⟨
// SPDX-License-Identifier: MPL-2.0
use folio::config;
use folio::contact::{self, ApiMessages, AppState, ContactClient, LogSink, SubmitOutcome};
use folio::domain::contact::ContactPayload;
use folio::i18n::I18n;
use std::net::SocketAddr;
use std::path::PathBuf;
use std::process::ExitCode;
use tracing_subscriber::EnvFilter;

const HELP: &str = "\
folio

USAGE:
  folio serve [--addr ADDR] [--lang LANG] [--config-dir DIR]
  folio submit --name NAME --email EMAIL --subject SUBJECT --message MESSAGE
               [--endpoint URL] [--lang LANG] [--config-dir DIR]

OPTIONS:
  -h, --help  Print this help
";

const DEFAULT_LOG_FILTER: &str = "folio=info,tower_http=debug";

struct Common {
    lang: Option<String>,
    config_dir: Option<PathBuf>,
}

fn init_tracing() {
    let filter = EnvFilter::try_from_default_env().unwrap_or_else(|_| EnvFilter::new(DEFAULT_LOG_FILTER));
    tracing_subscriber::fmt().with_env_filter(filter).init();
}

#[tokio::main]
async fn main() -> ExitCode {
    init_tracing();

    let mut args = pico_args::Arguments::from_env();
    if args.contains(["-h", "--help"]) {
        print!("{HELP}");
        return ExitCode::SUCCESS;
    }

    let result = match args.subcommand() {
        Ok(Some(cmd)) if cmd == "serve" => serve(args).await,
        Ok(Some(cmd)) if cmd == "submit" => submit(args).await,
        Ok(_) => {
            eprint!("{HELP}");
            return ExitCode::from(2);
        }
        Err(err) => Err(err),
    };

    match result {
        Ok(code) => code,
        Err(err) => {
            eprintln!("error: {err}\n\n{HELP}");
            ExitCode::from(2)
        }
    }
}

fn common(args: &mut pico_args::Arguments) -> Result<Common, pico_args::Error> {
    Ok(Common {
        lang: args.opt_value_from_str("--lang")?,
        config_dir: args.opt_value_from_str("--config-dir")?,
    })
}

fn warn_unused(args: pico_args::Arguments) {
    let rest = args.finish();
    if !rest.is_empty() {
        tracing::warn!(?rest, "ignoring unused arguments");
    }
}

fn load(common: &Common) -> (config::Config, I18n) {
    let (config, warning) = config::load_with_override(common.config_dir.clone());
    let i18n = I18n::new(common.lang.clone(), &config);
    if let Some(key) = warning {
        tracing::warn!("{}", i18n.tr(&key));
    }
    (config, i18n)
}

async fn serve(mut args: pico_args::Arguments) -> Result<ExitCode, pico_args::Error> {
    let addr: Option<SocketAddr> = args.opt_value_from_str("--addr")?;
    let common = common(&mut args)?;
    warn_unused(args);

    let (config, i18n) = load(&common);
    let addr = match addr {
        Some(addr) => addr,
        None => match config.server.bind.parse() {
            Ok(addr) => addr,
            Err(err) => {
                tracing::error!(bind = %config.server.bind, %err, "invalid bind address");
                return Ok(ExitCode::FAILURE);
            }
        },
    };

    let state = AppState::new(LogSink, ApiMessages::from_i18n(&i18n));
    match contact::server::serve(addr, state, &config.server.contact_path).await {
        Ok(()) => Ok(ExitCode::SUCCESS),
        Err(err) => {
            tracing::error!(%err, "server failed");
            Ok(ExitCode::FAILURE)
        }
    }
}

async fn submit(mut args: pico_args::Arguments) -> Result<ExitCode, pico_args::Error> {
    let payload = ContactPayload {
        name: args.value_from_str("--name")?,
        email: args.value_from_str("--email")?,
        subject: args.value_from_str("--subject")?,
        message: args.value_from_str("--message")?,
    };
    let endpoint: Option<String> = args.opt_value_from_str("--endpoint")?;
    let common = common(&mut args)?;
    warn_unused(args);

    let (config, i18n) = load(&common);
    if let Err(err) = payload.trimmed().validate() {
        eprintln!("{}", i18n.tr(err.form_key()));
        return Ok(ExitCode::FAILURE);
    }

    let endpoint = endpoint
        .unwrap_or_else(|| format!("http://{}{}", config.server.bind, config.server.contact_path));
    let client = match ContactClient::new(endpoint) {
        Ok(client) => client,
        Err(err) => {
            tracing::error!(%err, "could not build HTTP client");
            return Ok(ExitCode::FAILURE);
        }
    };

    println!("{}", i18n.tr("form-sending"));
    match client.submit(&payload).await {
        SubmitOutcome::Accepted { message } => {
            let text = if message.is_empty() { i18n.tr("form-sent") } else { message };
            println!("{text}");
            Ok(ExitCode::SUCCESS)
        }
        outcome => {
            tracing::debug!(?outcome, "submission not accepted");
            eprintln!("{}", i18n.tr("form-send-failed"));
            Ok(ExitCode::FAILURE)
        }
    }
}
⟩
Your goal | Scanning the data above, count the lines in which the string "ContactClient" occurs and state only the count.

Solution | 2